> **EXERCISE GOAL**:
What you return must be an exact copy of the lines in the listing below between the line holding "const DEMO_SOURCE: &str" and the line holding "let (codename, source)", inclusive, and nothing more.
(SUPPLIED RECORDS begins)
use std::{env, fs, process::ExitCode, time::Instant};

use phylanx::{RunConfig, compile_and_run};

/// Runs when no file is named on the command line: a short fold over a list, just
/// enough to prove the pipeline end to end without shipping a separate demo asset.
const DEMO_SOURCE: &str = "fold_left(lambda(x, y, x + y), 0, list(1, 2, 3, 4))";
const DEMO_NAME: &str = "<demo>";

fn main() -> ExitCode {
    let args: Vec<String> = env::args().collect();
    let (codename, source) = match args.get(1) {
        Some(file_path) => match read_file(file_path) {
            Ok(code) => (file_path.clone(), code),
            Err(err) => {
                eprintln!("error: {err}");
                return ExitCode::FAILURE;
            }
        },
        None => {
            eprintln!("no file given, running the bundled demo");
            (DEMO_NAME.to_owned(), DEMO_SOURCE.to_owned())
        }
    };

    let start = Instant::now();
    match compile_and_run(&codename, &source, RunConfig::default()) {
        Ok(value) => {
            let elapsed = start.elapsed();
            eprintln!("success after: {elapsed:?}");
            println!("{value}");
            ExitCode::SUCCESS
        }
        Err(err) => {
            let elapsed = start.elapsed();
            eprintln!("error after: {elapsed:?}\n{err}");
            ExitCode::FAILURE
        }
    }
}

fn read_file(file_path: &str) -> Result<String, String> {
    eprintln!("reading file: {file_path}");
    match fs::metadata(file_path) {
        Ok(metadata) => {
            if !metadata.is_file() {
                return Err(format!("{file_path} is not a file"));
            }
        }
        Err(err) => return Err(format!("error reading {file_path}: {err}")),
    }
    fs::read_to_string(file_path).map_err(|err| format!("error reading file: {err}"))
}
(SUPPLIED RECORDS ends)
(SUPPLIED RECORDS begins)
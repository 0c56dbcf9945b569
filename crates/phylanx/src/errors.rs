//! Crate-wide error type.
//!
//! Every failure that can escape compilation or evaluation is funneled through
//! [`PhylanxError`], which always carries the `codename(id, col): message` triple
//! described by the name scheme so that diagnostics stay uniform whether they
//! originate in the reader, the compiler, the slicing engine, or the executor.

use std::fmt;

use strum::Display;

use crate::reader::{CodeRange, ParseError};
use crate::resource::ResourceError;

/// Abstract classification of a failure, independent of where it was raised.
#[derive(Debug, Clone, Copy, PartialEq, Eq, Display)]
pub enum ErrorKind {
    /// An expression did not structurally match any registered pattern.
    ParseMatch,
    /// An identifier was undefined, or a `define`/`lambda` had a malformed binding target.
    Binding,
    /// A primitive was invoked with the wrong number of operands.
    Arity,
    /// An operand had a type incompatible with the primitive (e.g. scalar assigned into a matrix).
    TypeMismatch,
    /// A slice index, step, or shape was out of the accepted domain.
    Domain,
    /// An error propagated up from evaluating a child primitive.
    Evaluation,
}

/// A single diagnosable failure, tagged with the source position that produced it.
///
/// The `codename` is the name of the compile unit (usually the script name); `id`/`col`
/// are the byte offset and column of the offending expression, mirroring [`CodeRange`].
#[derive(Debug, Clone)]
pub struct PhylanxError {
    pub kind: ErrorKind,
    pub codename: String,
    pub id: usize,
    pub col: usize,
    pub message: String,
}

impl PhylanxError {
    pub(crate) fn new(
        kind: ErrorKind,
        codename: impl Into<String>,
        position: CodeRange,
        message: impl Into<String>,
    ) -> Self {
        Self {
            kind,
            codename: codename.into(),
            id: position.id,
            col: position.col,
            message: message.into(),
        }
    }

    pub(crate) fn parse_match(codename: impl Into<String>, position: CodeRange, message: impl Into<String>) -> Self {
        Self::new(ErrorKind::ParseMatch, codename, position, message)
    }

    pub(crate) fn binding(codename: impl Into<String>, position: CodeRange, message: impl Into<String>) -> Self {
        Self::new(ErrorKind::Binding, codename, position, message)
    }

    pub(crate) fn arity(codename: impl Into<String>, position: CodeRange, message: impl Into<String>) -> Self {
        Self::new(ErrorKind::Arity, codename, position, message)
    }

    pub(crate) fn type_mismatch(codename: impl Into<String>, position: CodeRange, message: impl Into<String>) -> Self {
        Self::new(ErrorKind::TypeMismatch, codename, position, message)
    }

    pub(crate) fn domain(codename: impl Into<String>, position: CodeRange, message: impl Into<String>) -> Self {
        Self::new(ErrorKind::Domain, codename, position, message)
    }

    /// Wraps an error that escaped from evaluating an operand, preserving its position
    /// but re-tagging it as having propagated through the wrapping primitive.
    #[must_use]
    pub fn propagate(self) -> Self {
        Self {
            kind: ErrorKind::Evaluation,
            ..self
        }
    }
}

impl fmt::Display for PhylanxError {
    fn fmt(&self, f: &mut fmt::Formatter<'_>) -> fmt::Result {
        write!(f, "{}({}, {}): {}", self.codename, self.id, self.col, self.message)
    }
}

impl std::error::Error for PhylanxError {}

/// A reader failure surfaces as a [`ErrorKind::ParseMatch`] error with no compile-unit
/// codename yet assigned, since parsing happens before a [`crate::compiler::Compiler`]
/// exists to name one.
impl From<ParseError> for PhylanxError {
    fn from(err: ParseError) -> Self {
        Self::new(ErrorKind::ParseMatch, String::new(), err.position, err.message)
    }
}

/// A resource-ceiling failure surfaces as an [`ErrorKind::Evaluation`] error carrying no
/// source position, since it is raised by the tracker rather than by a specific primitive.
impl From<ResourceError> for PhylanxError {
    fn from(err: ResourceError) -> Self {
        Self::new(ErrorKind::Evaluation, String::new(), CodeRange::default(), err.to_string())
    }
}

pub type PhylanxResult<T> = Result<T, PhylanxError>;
(SUPPLIED RECORDS ends)
(SUPPLIED RECORDS begins)
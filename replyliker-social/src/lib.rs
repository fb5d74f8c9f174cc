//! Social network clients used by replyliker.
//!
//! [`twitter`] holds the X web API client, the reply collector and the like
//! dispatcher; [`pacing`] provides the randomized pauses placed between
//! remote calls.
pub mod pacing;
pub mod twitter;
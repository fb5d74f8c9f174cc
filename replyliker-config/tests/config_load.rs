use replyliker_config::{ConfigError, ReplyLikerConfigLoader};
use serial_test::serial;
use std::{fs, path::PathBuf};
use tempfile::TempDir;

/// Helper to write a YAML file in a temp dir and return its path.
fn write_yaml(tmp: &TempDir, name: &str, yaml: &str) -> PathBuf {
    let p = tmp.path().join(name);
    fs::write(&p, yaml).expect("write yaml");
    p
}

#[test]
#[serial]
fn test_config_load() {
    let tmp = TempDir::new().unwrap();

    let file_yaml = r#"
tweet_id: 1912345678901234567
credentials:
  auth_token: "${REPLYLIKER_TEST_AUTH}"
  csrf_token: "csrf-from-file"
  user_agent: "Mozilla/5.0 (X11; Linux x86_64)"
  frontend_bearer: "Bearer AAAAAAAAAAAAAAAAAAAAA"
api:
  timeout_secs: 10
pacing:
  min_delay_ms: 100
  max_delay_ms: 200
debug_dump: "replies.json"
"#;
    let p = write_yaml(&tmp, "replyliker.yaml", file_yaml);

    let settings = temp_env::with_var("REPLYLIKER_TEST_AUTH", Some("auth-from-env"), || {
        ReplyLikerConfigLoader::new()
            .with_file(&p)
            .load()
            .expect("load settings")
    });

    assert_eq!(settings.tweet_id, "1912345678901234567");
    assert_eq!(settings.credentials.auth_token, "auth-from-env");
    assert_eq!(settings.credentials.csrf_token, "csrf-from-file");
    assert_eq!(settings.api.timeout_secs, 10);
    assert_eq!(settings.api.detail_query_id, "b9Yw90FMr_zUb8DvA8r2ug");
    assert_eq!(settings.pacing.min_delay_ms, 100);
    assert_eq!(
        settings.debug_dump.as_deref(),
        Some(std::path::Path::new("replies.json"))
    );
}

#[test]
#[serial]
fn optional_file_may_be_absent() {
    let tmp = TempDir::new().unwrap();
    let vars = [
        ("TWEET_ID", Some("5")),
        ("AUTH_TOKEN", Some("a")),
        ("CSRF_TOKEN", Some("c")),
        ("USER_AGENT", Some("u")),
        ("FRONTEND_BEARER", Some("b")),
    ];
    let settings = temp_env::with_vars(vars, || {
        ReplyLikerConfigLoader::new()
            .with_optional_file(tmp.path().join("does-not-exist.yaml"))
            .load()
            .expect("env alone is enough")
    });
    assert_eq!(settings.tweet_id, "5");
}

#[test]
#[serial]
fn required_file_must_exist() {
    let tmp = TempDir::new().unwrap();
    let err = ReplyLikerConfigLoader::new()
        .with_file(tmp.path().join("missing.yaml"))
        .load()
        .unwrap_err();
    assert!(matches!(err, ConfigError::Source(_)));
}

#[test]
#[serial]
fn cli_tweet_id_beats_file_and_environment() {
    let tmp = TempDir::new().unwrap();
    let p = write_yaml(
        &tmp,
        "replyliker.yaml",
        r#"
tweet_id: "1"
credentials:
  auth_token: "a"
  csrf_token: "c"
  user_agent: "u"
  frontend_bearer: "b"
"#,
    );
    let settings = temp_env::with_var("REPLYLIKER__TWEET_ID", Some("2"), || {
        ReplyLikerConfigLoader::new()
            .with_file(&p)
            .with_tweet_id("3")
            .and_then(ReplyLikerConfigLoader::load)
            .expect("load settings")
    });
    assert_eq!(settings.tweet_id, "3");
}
(SUPPLIED RECORDS ends)
> **OUTPUT BELOW**:
const DEMO_SOURCE: &str = "fold_left(lambda(x, y, x + y), 0, list(1, 2, 3, 4))";
const DEMO_NAME: &str = "<demo>";

fn main() -> ExitCode {
    let args: Vec<String> = env::args().collect();
    let (codename, source) = match args.get(1) {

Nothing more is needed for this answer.